What are SOPA and PIPA?
SOPA and PIPA refer to the two congressional bills which were projected to increase the capability of the United States law enforcement to battle online crime in copyrighted academic property and fake goods (Bayuk, 2012). The SOPA and PIPA bills were extensively criticized in the technical community and were eventually rejected by Congress after influential internet sites such as Wikipedia shut down in protest. Lessig (2012) noted that the copyright industries had exercised their enormous political influence to get Congress consider legislation to radically increase their power to invoke the courts to block sites said to be engaged in piracy.
The proposal of the SOPA and PIPA intended to expand the ability of the United States law enforcement to fight online trafficking in copyrighted intellectual property and counterfeit goods. Bayuk (2012) says that the major consideration of both PIPA and SOPA cyber legislation is the concept of covered significant infrastructure. Bayuk (2012) indicated that “the SOPA bill addresses specific legal restrictions that prevent the private sector and the government from sharing critical and time sensitive cyber security data” (p. 78).

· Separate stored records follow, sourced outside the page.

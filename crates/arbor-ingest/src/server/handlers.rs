use axum::body::Bytes;
use axum::extract::{Path, State};
use axum::response::{IntoResponse, Response};
use axum::Json;
use serde::de::DeserializeOwned;
use serde::{Deserialize, Serialize};
use serde_json::json;

use super::error::ApiError;
use super::AppState;
use crate::auth::{AuthContext, ADMIN_ROLE};
use crate::queue::QueueError;
use crate::reconciler::OrphanRecord;
use crate::stages::{ExtractRequest, OcrRequest, TranslateRequest};

type ApiResult = Result<Response, ApiError>;

#[derive(Serialize)]
struct Success<T> {
    success: bool,
    #[serde(flatten)]
    data: T,
}

fn ok<T: Serialize>(data: T) -> Response {
    Json(Success {
        success: true,
        data,
    })
    .into_response()
}

fn parse_body<T: DeserializeOwned>(body: &Bytes) -> Result<T, ApiError> {
    serde_json::from_slice(body).map_err(|e| ApiError::validation(format!("invalid request body: {e}")))
}

/// Like [`parse_body`], but an empty body yields the default value.
fn parse_optional_body<T: DeserializeOwned + Default>(body: &Bytes) -> Result<T, ApiError> {
    if body.iter().all(u8::is_ascii_whitespace) {
        return Ok(T::default());
    }
    parse_body(body)
}

fn require_role(auth: &AuthContext, role: &str) -> Result<(), ApiError> {
    if auth.has_role(role) {
        Ok(())
    } else {
        tracing::warn!(user = ?auth.current_user, role, "request rejected: missing role");
        Err(ApiError::forbidden(role))
    }
}

pub(super) async fn healthz() -> Response {
    Json(json!({ "status": "ok" })).into_response()
}

// Stage functions

pub(super) async fn ocr_extract(State(state): State<AppState>, body: Bytes) -> ApiResult {
    let req: OcrRequest = parse_body(&body)?;
    Ok(ok(state.pipeline.ocr().run(&req).await?))
}

pub(super) async fn translate_chunk(State(state): State<AppState>, body: Bytes) -> ApiResult {
    let req: TranslateRequest = parse_body(&body)?;
    Ok(ok(state.pipeline.translation().run(&req).await?))
}

pub(super) async fn extract_structured(State(state): State<AppState>, body: Bytes) -> ApiResult {
    let req: ExtractRequest = parse_body(&body)?;
    Ok(ok(state.pipeline.extraction().run(&req).await?))
}

// Queue

#[derive(Deserialize)]
#[serde(rename_all = "camelCase")]
struct CreateBatchBody {
    source_id: String,
    #[serde(default)]
    name: String,
    page_count: i64,
}

pub(super) async fn create_batch(State(state): State<AppState>, body: Bytes) -> ApiResult {
    let req: CreateBatchBody = parse_body(&body)?;
    let detail = state
        .coordinator()
        .create_batch(&req.source_id, &req.name, req.page_count)?;
    Ok(ok(detail))
}

pub(super) async fn get_batch(State(state): State<AppState>, Path(id): Path<String>) -> ApiResult {
    Ok(ok(state.coordinator().batch_detail(&id)?))
}

pub(super) async fn batch_stats(State(state): State<AppState>, Path(id): Path<String>) -> ApiResult {
    let stats = state.coordinator().batch_stats(&id)?;
    Ok(ok(json!({ "stats": stats })))
}

pub(super) async fn global_stats(State(state): State<AppState>) -> ApiResult {
    let stats = state.coordinator().global_stats()?;
    Ok(ok(json!({ "stats": stats })))
}

pub(super) async fn retry_page(State(state): State<AppState>, Path(id): Path<String>) -> ApiResult {
    Ok(ok(state.coordinator().retry_page(&id)?))
}

pub(super) async fn pause_page(State(state): State<AppState>, Path(id): Path<String>) -> ApiResult {
    Ok(ok(state.coordinator().pause_page(&id)?))
}

pub(super) async fn resume_page(State(state): State<AppState>, Path(id): Path<String>) -> ApiResult {
    Ok(ok(state.coordinator().resume_page(&id)?))
}

pub(super) async fn reprocess_page(State(state): State<AppState>, Path(id): Path<String>) -> ApiResult {
    Ok(ok(state.coordinator().reprocess_page(&id)?))
}

pub(super) async fn retry_errors(State(state): State<AppState>, Path(id): Path<String>) -> ApiResult {
    let requeued = state.coordinator().retry_all_errors(&id)?;
    Ok(ok(json!({ "requeued": requeued })))
}

pub(super) async fn force_restart(State(state): State<AppState>, Path(id): Path<String>) -> ApiResult {
    let requeued = state.coordinator().force_restart(&id)?;
    Ok(ok(json!({ "requeued": requeued })))
}

#[derive(Deserialize, Default)]
struct RestartBody {
    #[serde(default)]
    confirm: bool,
}

pub(super) async fn restart_batch(
    State(state): State<AppState>,
    auth: AuthContext,
    Path(id): Path<String>,
    body: Bytes,
) -> ApiResult {
    require_role(&auth, ADMIN_ROLE)?;
    let req: RestartBody = parse_optional_body(&body)?;
    if !req.confirm {
        return Err(QueueError::ConfirmationRequired.into());
    }
    tracing::info!(batch_id = %id, user = ?auth.current_user, "restarting entire batch");
    Ok(ok(state.coordinator().restart_entire_batch(&id, req.confirm)?))
}

pub(super) async fn process_next(State(state): State<AppState>) -> ApiResult {
    let processed = state.pipeline.process_next().await?;
    Ok(ok(json!({ "processed": processed })))
}

// Maintenance

pub(super) async fn list_orphans(State(state): State<AppState>) -> ApiResult {
    let orphans = state.reconciler.find_orphans()?;
    Ok(ok(json!({ "orphans": orphans })))
}

#[derive(Deserialize, Default)]
struct CleanupBody {
    #[serde(default)]
    records: Option<Vec<OrphanRecord>>,
}

pub(super) async fn cleanup_orphans(
    State(state): State<AppState>,
    auth: AuthContext,
    body: Bytes,
) -> ApiResult {
    require_role(&auth, ADMIN_ROLE)?;
    let req: CleanupBody = parse_optional_body(&body)?;
    let report = state.reconciler.cleanup(req.records.as_deref()).await?;
    Ok(ok(report))
}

According to Bayuk (2012), the PIPA bill includes provisions for a new information sharing organization and designates the leading cyber security officials at DHS. The PIPA bill promotes research at DHS to find new solutions to technical cyber security issues and directs DHS to develop a national cyber security incident response plan in conjunction with private sector critical asset owners (Bayuk, 2012). The bill was heavily attacked by internet companies and academics, but, on the other hand, Hollywood had the express commitment of enough in Congress to all but guarantee its passage (Lessig, 2012).

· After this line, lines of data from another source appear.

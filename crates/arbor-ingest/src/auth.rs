//! Caller identity as asserted by the fronting gateway.
//!
//! The gateway authenticates the request and forwards the user id and a
//! comma-separated role list. Handlers receive the resulting
//! [`AuthContext`] and check roles explicitly.

use std::convert::Infallible;

use axum::extract::FromRequestParts;
use axum::http::request::Parts;
use axum::http::HeaderMap;
use serde::Serialize;

pub const USER_ID_HEADER: &str = "x-user-id";
pub const USER_ROLES_HEADER: &str = "x-user-roles";
pub const ADMIN_ROLE: &str = "admin";

#[derive(Debug, Clone, Default, PartialEq, Eq, Serialize)]
#[serde(rename_all = "camelCase")]
pub struct AuthContext {
    pub current_user: Option<String>,
    pub roles: Vec<String>,
}

impl AuthContext {
    pub fn from_headers(headers: &HeaderMap) -> Self {
        let header = |name: &str| {
            headers
                .get(name)
                .and_then(|v| v.to_str().ok())
                .map(str::trim)
                .filter(|v| !v.is_empty())
        };

        let current_user = header(USER_ID_HEADER).map(str::to_string);
        let roles = header(USER_ROLES_HEADER)
            .map(|raw| {
                raw.split(',')
                    .map(|r| r.trim().to_ascii_lowercase())
                    .filter(|r| !r.is_empty())
                    .collect()
            })
            .unwrap_or_default();

        Self { current_user, roles }
    }

    pub fn has_role(&self, role: &str) -> bool {
        self.roles.iter().any(|r| r.eq_ignore_ascii_case(role))
    }
}

impl<S> FromRequestParts<S> for AuthContext
where
    S: Send + Sync,
{
    type Rejection = Infallible;

    async fn from_request_parts(parts: &mut Parts, _state: &S) -> Result<Self, Self::Rejection> {
        Ok(Self::from_headers(&parts.headers))
    }
}

#[cfg(test)]
mod tests {
    use super::*;
    use axum::http::HeaderValue;

    #[test]
    fn test_parses_user_and_roles() {
        let mut headers = HeaderMap::new();
        headers.insert(USER_ID_HEADER, HeaderValue::from_static("u-17"));
        headers.insert(USER_ROLES_HEADER, HeaderValue::from_static("editor, Admin ,"));

        let auth = AuthContext::from_headers(&headers);
        assert_eq!(auth.current_user.as_deref(), Some("u-17"));
        assert_eq!(auth.roles, vec!["editor", "admin"]);
        assert!(auth.has_role(ADMIN_ROLE));
    }

    #[test]
    fn test_missing_headers_is_anonymous() {
        let auth = AuthContext::from_headers(&HeaderMap::new());
        assert_eq!(auth, AuthContext::default());
        assert!(!auth.has_role(ADMIN_ROLE));
    }
}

The House noted that the definition of PIPA includes those facilities or functions that, if disrupted or destroyed by cyber vulnerabilities, could result in significant loss of life, serious economic disruption, and severe degradation of national security capabilities (Bayuk, 2012). The private sector and individuals preferred the government to provide incentives to be more secure along the lines of reduced regulatory burden.
Can These Bills Affect Your Privacy?
Yes. This is because an individual’s and private sector’s privacy is subject to external forces beyond their control and that any preventive legislation would either hinder technical growth or limit asset owners from being able to gainfully operate their infrastructure systems (Bayuk, 2012). In addition, the bills can affect privacy because cyberspace is multifarious and interconnected with no single point of authority or control. In line with this, it should be noted that the threats and vulnerabilities of cyberspace are evolving faster than public policy can keep up (Bayuk, 2012).
Privacy vs. Piracy
Privacy protects individuals and groups, limits governments, regulates business conduct, and establishes rules for internet activities (Dixon & Gellman, 2011). Dixon & Gellman further say that privacy implications flow from the increased amount of information in the internet and are expanding to include things that traditionally were never recorded at all and that may not have been thought of as having an online component (2011). On the other hand, piracy refers to the unlawful reproduction or distribution of property protected by patent and trademark laws. Dixon & Gellman noted that “piracy varies greatly from nation to nation and is basically dependent on each countries intellectual property laws and on international norms” (2011, p. 251). Researchers argue that piracy is the unavoidable outcome of a property model which prohibits the exchange of information. It is important to note that piracy has political and economic consequences.
In conclusion, the SOPA and PIPA house bills are not easy tasks. This is because they are not confined to the boundaries of law or management, or technology. Bayuk (2012) says that both bills require a blended way of thinking that crosses professional boundaries and highlights people’s privacy and requirements for innovation. Bayuk (2012) further says that by rejecting both SOPA and PIPA bills, the society who built the internet will certainly continue to lose ground to well-organized, equipped, determined threats that know how to characterize, articulate, and achieve cyber security goals which have adverse effects on our privacy and promote piracy at the same time.